#### Task statement:
Report every line of the data that includes "lower".

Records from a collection
══════════

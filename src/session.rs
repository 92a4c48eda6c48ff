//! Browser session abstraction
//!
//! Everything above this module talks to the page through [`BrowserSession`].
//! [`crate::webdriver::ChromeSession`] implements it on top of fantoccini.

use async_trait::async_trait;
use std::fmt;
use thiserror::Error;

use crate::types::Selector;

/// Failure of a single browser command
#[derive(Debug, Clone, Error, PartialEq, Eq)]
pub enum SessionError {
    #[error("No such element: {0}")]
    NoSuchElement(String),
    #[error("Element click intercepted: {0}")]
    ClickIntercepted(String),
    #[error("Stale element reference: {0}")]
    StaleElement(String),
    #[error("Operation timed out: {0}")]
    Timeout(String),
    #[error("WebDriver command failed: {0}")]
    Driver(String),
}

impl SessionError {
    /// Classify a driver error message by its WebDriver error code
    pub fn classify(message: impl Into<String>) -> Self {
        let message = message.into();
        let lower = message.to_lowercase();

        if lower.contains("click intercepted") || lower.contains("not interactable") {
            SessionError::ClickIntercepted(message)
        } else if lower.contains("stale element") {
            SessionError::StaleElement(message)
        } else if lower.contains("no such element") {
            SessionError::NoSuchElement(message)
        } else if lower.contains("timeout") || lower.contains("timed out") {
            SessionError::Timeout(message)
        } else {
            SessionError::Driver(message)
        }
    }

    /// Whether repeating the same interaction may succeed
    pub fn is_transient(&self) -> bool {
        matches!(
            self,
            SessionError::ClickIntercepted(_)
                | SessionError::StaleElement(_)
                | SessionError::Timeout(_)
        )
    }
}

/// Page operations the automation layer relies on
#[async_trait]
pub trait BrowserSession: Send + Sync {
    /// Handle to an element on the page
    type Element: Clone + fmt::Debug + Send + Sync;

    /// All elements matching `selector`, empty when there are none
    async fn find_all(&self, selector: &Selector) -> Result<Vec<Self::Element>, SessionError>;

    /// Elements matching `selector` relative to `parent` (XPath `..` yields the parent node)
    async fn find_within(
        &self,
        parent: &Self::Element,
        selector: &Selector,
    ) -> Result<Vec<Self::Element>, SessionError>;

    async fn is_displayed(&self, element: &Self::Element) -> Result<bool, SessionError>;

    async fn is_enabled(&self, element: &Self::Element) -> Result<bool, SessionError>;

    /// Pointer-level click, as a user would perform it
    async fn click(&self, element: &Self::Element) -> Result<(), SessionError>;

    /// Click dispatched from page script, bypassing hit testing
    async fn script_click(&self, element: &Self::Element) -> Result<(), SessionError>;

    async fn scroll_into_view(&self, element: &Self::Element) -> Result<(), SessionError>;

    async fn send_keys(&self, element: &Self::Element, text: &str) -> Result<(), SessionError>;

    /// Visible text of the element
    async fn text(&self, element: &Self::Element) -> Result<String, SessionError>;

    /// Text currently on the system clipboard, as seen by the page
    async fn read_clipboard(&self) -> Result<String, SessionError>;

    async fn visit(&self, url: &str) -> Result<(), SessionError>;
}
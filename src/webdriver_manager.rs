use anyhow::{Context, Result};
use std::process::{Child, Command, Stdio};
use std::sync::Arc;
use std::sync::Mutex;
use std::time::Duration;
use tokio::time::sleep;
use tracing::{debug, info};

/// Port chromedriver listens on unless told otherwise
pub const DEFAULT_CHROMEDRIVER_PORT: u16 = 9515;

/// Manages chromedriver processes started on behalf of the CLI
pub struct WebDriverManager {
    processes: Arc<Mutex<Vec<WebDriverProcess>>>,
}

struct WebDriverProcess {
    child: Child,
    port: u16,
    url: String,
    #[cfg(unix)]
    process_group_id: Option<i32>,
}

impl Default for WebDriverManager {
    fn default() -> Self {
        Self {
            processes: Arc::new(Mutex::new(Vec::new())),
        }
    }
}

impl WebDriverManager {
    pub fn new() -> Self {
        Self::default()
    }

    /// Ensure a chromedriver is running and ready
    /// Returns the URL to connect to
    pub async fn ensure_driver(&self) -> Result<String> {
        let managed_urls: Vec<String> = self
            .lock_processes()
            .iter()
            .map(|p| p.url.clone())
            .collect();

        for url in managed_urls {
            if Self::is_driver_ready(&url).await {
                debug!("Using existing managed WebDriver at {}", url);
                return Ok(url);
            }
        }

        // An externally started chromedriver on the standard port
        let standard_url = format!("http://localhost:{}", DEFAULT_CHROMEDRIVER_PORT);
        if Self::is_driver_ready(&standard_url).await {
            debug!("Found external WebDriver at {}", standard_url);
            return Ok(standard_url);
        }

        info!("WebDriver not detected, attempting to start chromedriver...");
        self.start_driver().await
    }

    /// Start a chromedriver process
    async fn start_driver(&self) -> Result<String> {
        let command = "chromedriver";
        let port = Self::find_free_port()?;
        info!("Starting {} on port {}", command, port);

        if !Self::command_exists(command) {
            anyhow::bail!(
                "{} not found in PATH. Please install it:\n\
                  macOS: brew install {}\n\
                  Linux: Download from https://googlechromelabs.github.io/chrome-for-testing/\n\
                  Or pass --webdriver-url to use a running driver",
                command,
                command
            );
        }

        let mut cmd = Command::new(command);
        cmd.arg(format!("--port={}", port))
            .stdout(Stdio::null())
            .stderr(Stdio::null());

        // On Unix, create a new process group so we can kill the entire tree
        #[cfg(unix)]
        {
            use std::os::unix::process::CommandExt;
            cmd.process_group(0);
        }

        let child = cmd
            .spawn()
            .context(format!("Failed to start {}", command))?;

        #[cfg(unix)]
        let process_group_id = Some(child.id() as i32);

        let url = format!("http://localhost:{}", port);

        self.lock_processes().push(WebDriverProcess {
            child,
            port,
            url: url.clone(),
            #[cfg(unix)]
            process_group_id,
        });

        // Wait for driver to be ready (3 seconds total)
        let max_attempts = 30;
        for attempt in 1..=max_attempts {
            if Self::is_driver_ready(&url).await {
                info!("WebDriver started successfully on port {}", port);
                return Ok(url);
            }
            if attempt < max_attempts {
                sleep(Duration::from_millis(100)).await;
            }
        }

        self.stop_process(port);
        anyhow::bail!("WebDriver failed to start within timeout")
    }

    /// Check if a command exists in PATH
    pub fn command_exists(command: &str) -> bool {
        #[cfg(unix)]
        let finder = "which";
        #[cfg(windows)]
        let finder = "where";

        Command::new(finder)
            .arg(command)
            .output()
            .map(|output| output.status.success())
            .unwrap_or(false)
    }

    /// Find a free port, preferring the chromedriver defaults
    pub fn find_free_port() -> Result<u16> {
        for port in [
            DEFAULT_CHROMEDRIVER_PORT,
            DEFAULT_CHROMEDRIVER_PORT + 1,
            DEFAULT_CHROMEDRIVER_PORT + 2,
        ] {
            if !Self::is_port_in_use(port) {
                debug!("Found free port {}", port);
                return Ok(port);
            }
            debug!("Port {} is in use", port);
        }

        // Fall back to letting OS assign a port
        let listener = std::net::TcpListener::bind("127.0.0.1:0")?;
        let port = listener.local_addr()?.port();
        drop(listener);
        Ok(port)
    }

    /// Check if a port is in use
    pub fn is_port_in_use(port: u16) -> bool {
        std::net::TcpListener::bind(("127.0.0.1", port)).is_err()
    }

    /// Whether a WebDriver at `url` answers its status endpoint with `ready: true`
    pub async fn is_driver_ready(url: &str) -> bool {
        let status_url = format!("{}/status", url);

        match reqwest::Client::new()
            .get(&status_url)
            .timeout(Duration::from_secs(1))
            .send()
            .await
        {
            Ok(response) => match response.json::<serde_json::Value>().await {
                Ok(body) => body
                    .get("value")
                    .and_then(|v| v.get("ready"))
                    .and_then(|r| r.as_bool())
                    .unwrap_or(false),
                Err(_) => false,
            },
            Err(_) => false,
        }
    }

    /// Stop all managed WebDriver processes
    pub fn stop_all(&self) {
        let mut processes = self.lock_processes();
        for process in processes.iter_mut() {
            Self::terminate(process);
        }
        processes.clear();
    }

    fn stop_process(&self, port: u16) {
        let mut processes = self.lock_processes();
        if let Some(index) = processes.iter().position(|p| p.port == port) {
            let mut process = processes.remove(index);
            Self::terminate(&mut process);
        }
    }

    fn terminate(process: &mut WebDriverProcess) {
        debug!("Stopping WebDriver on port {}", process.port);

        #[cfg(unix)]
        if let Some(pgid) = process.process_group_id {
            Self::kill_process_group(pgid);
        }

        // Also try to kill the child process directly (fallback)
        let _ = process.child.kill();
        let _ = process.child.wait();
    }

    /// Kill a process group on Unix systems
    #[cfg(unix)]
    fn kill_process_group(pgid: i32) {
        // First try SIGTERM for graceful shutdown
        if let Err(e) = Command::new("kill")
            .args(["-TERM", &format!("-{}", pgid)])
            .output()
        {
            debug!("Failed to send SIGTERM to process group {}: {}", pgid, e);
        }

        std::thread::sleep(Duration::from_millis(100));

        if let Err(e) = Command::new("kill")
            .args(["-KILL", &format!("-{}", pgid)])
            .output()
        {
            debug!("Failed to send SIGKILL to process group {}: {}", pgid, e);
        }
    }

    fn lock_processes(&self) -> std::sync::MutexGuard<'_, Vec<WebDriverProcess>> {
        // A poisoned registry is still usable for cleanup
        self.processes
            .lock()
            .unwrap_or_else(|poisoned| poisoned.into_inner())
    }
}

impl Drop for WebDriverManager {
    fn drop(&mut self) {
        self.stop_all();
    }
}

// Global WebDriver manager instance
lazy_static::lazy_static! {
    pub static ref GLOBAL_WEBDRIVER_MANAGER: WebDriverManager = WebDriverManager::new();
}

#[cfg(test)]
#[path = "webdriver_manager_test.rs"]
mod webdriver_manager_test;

══════════

#### Solution to this problem:
        let lower = message.to_lowercase();
        if lower.contains("click intercepted") || lower.contains("not interactable") {
        } else if lower.contains("stale element") {
        } else if lower.contains("no such element") {
        } else if lower.contains("timeout") || lower.contains("timed out") {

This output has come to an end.